An economic crisis deepened by unrest and political deadlock may spur many less partisan Egyptians to join the rallies, due to start in the afternoon in Cairo. But many, too, are weary of turmoil and are skeptical that the opposition’s demand to reset the rules of the new democracy is better than soldiering on.
The Egyptian Exchange’s indices flourished during the closing session of Sunday.
Egypt’s benchmark index EGX30 climbed by 1.43% to close at 4752.22 p; while the EGX20, it surged by 1.06% to end 5210.74 p.
Meanwhile, the mid- and small-cap index, the EGX70 rose by 0.51% to conclude at 360.19 p. The price index EGX100 went up by 0.52% to finish at 642.98 p.
The capital market has closed at EGP 321.678 billion by Sunday afternoon.
Traded Volumes & Trades
Through the closing session of Sunday, the trading volume reached 44.607 million securities.
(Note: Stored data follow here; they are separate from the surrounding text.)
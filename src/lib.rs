// Copyright (c) 2021 James O. D. Hunt.
//
// SPDX-License-Identifier: Apache-2.0
//

#![deny(missing_docs)]
#![forbid(unsafe_code)]

//! Simple crate for matching positional command-line arguments against a
//! declarative pattern.
//!
//! ---
//!
//! Table of contents:
//!
//! * [Overview](#overview)
//! * [Quickstart](#quickstart)
//! * [Pattern syntax](#pattern-syntax)
//! * [Matching rules](#matching-rules)
//! * [Errors](#errors)
//! * [Logging](#logging)
//! * [Limitations](#limitations)
//!
//! ---
//!
//! # Overview
//!
//! A command declares the positional arguments it accepts with a compact
//! pattern such as `"<id> [path] [name]"`. The pattern is validated once,
//! when the command is registered. Each time the command runs, the
//! arguments are matched against the pattern and the handler can look up
//! the values by name.
//!
//! The matcher can be used on its own:
//!
//! ```rust
//! use slotargs::{validate, Result};
//!
//! fn main() -> Result<()> {
//!     let pattern = validate("<id> [path] [name]")?;
//!
//!     let args = vec!["1234".to_string(), "/tmp".to_string()];
//!
//!     let ctx = pattern.match_args(args)?;
//!
//!     assert_eq!(ctx.arg_for("id"), ("1234", true));
//!     assert_eq!(ctx.arg_for("path"), ("/tmp", true));
//!     assert_eq!(ctx.arg_for("name"), ("", false));
//!
//!     Ok(())
//! }
//! ```
//!
//! # Quickstart
//!
//! 1. Create a `struct` type to represent the handler for a command and
//!    implement the [Handler] trait for it.
//!
//!    ```rust
//!    use slotargs::{Context, Handler, Result};
//!
//!    #[derive(Clone, Debug, Default)]
//!    struct HiHandler {
//!        path: String,
//!    }
//!
//!    impl Handler for &mut HiHandler {
//!        fn handle(&mut self, ctx: Context) -> Result<()> {
//!            self.path = ctx.arg_for("path").0.into();
//!
//!            Ok(())
//!        }
//!    }
//!    ```
//!
//! 1. Create a [Command] with a pattern and the handler, register it with
//!    an [App] and run it:
//!
//!    ```rust
//!    # use slotargs::{App, Command, Context, Handler, Result};
//!    #
//!    # #[derive(Clone, Debug, Default)]
//!    # struct HiHandler {
//!    #     path: String,
//!    # }
//!    #
//!    # impl Handler for &mut HiHandler {
//!    #     fn handle(&mut self, ctx: Context) -> Result<()> {
//!    #         self.path = ctx.arg_for("path").0.into();
//!    #
//!    #         Ok(())
//!    #     }
//!    # }
//!    #
//!    # fn main() -> Result<()> {
//!    let mut handler = HiHandler::default();
//!
//!    let hi = Command::new("hi")
//!        .usage("say hello")
//!        .args("<path> [name]")?
//!        .handler(Box::new(&mut handler));
//!
//!    let app = App::new("my app").command(hi)?;
//!
//!    app.run_with_args(vec!["hi".into(), "/tmp".into()])?;
//!
//!    // Release the borrow of the handler.
//!    drop(app);
//!
//!    assert_eq!(handler.path, "/tmp");
//!    # Ok(())
//!    # }
//!    ```
//!
//! For further examples, try out the programs in the `demos/` directory:
//!
//! ```bash
//! $ cargo run --example positional-only -- 1234 /tmp
//! $ cargo run --example commands -- copy a.txt b.txt
//! $ cargo run --example error-handler -- check 42
//! ```
//!
//! # Pattern syntax
//!
//! A pattern is a whitespace separated list of tokens:
//!
//! - `<name>`: a required slot.
//! - `[name]`: an optional slot.
//! - Anything after the closing bracket (`[path](optional)`) and any token
//!   without brackets (`...`) is an annotation for the reader and is
//!   ignored.
//!
//! A pattern is rejected if:
//!
//! - a token is malformed (`<name`, `<>`, `a<b>`): [Error::Parse];
//! - a required slot follows an optional one (`[name] <path>`):
//!   [Error::OptionalOrder];
//! - two slots share a name (`<name> [name]`): [Error::DuplicatedName].
//!
//! The empty pattern is valid and declares no slots.
//!
//! # Matching rules
//!
//! - There must be at least as many arguments as required slots,
//!   otherwise [Error::InsufficientArgs] is returned and the handler is not
//!   called.
//! - Slots are filled strictly left to right: the slot at position `i`
//!   takes argument `i`.
//! - An empty string is a valid argument: the slot is _present_ with an
//!   empty value. A slot with no argument is _absent_.
//! - Extra arguments are allowed. They are not bound to any slot but can
//!   be accessed with `ctx.args().get(i)`.
//!
//! [Context::arg_for()] returns `("", false)` for both an absent optional
//! slot and a name that was never declared. Use [Context::is_declared()] if
//! the difference matters.
//!
//! # Errors
//!
//! All functions return this crate's [Result] type. The [Error] display
//! strings are stable:
//!
//! ```text
//! parse error for Args: <pattern>
//! optional order
//! duplicated name
//! insufficient args
//! ```
//!
//! # Logging
//!
//! The crate logs through the [`log`](https://crates.io/crates/log) facade
//! (`debug` and `trace` levels). Install any logger in your program to see
//! the records.
//!
//! # Limitations
//!
//! - Options (`-v`, `--foo bar`) are not parsed. Remove them before calling
//!   [App::run_with_args()], for example with the
//!   [`ap`](https://crates.io/crates/ap) crate.
//! - A slot cannot be variadic: use the raw arguments for the tail.
//! - A middle optional slot cannot be skipped.

mod app;
mod context;
mod error;
mod pattern;

pub use error::{Error, Result};

pub use app::{get_args, App, Command, Handler, Settings};
pub use context::{Binding, Context, RawArgs};
pub use pattern::{validate, Pattern, Slot};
For the traded value, it reached EGP 150.874 million, exchanged through 10.034 thousand transactions.
Also during the closing session of Sunday, 156 listed securities have been traded in; 34 declined, 90 advanced; while 32 keeping their previous levels.
The non-Arab foreigners’ buying transactions have backed EGX’s closing gains as they were net buyers seizing 29.83% of the total markets, with a net equity of EGP 4.218 million, excluding the deals.
On the other hand, Egyptians and Arabs were net sellers seizing 66.64% and 3.53% respectively, of the total markets, with a net equity of EGP 1.779 million and 2.438 million excluding the deals.
June 30 Protests – Second Uprising?
President Morsi’s opponents were fed up with Islamist misrule; they say has left the economy floundering and security in a shambles, claim to have collected 22 million signatures – around seven million more than the number of voters who elected Mr Morsi – calling for him to step down.
Both opponents and supporters of the president say they intend to be peaceful, but demonstrations could descend into violence, especially if the two sides meet. The Presidential palace, one site where the opposition plans to gather, has been surrounded by concrete walls.
No for Early Elections that Drive to ‘Unending Chaos’
President Morsi, who has three years left in his presidential term, claims that Mubarak loyalists are behind the planned protests. His supporters say Tamarod is a cover for thugs loyal to Mubarak.
In an interview published today in The Guardian, Morsi said he had no plans to meet the protesters’ demand for early presidential election.
“If we changed someone in office who (was elected) according to constitutional legitimacy — well, there will (be) people or opponents opposing the new president too, and a week or a month later, they will ask him to step down,” Morsi told the British daily.
He said that his early resignation would undermine the legitimacy of his successors – creating a recipe for unending chaos.
“There is no room for any talk against this constitutional legitimacy,” he said.